══ STUDY MATERIAL

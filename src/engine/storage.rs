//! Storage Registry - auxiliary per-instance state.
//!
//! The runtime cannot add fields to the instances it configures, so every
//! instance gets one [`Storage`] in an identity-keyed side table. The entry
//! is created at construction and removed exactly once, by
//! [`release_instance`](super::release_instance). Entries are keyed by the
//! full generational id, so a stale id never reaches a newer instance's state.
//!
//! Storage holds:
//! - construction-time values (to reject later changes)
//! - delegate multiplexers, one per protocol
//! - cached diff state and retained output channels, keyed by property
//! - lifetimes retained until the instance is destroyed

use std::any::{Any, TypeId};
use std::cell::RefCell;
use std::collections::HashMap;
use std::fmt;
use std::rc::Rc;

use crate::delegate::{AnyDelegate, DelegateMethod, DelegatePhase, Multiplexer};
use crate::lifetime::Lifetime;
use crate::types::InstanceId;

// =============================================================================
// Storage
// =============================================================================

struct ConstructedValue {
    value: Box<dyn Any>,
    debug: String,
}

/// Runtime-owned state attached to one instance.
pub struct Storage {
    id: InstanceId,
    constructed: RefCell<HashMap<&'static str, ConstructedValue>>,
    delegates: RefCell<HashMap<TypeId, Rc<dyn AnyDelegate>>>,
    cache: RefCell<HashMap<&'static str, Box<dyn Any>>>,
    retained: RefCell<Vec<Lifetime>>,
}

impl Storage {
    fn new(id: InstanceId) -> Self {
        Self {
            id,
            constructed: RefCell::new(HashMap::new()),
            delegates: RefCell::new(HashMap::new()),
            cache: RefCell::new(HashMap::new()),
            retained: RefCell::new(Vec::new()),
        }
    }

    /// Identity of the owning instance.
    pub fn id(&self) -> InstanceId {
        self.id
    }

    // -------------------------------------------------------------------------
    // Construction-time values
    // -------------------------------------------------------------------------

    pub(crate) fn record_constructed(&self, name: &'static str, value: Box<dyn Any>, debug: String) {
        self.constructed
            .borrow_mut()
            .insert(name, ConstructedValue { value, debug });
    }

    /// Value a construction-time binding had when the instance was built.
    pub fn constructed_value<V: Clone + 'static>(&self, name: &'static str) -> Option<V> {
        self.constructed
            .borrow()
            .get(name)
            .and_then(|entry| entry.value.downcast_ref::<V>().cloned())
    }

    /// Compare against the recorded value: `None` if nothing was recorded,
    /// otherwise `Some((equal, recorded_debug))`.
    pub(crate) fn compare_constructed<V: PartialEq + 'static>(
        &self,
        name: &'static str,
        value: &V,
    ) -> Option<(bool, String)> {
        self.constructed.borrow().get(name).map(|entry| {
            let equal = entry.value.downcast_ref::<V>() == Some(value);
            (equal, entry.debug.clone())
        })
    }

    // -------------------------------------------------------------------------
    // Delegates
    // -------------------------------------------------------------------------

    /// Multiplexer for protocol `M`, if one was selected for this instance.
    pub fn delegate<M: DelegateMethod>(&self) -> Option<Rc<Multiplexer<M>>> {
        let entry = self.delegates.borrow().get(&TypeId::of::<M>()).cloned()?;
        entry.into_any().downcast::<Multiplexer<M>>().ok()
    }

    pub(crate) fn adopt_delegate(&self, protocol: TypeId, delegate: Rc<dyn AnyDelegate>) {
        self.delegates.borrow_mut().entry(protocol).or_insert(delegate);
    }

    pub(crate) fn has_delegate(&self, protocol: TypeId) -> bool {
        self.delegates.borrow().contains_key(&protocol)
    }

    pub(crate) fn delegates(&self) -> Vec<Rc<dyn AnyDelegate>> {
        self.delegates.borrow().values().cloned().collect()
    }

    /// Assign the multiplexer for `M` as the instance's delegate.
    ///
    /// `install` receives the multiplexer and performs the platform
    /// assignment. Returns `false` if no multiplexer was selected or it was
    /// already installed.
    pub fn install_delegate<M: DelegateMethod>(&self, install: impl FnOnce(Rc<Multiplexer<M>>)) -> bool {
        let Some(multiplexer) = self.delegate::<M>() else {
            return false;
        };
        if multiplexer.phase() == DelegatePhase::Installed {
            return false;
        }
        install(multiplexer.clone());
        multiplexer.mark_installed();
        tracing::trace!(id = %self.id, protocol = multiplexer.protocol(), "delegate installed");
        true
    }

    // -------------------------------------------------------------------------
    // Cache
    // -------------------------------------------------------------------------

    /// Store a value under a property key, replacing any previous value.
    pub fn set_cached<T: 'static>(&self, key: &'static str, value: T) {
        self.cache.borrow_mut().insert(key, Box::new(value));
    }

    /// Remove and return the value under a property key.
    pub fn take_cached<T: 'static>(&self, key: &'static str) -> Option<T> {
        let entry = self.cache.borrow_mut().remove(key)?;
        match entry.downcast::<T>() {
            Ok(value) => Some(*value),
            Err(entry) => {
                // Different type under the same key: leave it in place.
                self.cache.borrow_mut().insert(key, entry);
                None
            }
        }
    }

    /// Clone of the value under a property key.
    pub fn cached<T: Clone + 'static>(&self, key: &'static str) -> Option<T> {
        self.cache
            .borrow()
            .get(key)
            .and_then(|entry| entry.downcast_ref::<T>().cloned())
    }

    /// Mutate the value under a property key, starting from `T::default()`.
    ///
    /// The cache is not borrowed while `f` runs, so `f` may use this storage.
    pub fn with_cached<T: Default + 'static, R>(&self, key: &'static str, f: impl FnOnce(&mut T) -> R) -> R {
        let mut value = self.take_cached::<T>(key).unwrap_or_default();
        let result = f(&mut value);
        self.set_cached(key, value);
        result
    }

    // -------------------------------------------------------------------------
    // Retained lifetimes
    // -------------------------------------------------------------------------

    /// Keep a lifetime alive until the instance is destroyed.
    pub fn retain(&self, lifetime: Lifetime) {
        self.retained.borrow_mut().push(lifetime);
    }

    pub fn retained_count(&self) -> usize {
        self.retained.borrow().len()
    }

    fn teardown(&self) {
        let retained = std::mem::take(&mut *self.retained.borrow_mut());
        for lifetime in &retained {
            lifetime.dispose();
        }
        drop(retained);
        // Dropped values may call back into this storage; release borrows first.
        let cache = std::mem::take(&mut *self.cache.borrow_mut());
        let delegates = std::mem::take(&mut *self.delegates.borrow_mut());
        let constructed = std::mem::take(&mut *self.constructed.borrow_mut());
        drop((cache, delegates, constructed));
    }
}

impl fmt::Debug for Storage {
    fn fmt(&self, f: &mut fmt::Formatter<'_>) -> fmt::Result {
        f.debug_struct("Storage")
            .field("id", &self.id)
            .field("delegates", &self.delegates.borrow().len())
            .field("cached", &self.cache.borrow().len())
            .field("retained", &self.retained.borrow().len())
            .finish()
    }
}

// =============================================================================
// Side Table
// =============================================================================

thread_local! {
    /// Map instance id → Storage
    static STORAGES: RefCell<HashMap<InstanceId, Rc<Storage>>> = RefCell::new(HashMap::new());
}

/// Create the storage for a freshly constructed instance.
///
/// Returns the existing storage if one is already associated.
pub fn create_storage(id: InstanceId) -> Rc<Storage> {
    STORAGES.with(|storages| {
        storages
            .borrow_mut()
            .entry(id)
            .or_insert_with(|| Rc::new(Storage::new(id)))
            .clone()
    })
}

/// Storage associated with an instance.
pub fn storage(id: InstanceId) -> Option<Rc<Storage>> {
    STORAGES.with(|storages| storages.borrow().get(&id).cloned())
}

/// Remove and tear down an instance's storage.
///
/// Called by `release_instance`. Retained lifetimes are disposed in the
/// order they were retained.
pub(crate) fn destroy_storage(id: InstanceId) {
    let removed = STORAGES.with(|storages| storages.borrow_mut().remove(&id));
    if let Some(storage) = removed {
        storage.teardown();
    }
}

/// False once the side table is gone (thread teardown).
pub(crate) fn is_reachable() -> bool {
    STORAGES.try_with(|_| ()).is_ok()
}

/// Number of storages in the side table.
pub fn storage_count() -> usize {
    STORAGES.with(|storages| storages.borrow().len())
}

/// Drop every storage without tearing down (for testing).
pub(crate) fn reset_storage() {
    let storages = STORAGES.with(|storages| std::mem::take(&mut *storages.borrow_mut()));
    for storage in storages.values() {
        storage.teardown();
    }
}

════
══ STUDY MATERIAL

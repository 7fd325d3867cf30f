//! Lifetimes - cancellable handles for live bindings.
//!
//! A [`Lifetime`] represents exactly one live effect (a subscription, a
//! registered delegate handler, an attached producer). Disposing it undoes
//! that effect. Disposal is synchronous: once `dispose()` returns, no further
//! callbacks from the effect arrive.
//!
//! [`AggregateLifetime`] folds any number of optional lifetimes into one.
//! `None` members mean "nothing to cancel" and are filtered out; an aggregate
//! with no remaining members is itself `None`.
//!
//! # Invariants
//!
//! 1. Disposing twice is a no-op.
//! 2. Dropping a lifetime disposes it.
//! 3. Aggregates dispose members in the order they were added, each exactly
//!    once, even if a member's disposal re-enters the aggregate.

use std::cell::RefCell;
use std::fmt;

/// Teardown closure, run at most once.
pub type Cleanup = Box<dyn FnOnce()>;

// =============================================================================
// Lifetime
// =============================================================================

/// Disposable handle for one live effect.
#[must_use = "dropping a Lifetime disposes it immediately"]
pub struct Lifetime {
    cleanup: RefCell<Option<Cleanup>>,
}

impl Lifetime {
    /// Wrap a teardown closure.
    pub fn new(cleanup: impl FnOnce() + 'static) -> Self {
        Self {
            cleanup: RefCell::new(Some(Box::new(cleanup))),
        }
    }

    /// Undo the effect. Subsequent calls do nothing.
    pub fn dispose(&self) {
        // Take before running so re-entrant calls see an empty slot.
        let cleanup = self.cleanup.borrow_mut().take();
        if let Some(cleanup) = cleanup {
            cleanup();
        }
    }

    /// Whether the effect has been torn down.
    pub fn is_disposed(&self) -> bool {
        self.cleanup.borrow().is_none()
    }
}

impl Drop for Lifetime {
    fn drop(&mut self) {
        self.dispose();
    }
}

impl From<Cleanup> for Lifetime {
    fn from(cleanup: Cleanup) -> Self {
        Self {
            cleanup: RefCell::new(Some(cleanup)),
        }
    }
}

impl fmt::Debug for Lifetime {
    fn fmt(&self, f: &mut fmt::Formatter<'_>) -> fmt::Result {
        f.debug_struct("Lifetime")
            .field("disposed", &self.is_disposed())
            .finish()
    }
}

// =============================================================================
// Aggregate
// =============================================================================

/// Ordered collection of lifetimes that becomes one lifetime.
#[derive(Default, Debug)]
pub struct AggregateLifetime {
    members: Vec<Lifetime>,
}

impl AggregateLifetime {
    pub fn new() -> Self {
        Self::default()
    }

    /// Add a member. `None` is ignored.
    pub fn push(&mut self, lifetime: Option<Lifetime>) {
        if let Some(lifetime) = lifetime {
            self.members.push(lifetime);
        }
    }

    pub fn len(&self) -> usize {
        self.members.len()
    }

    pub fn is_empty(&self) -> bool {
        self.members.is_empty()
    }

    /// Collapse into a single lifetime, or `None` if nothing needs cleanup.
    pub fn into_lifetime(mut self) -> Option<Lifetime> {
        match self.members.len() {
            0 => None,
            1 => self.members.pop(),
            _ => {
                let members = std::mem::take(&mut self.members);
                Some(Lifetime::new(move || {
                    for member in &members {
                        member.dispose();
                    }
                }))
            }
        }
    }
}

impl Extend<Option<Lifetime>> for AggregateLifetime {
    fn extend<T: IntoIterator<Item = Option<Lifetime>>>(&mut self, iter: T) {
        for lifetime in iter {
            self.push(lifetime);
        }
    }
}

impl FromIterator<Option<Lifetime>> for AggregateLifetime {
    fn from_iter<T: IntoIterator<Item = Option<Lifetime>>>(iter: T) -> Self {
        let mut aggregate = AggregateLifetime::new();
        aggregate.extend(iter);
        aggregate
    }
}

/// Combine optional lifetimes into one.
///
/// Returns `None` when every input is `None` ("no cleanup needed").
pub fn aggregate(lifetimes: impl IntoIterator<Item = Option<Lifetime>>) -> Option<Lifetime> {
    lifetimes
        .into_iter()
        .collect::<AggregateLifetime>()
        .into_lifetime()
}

════

▶ EXERCISE PROMPT: Determine how many lines in the data include "destroyed", and let the answer be that number alone.

▶ RESPONSE BOX: 2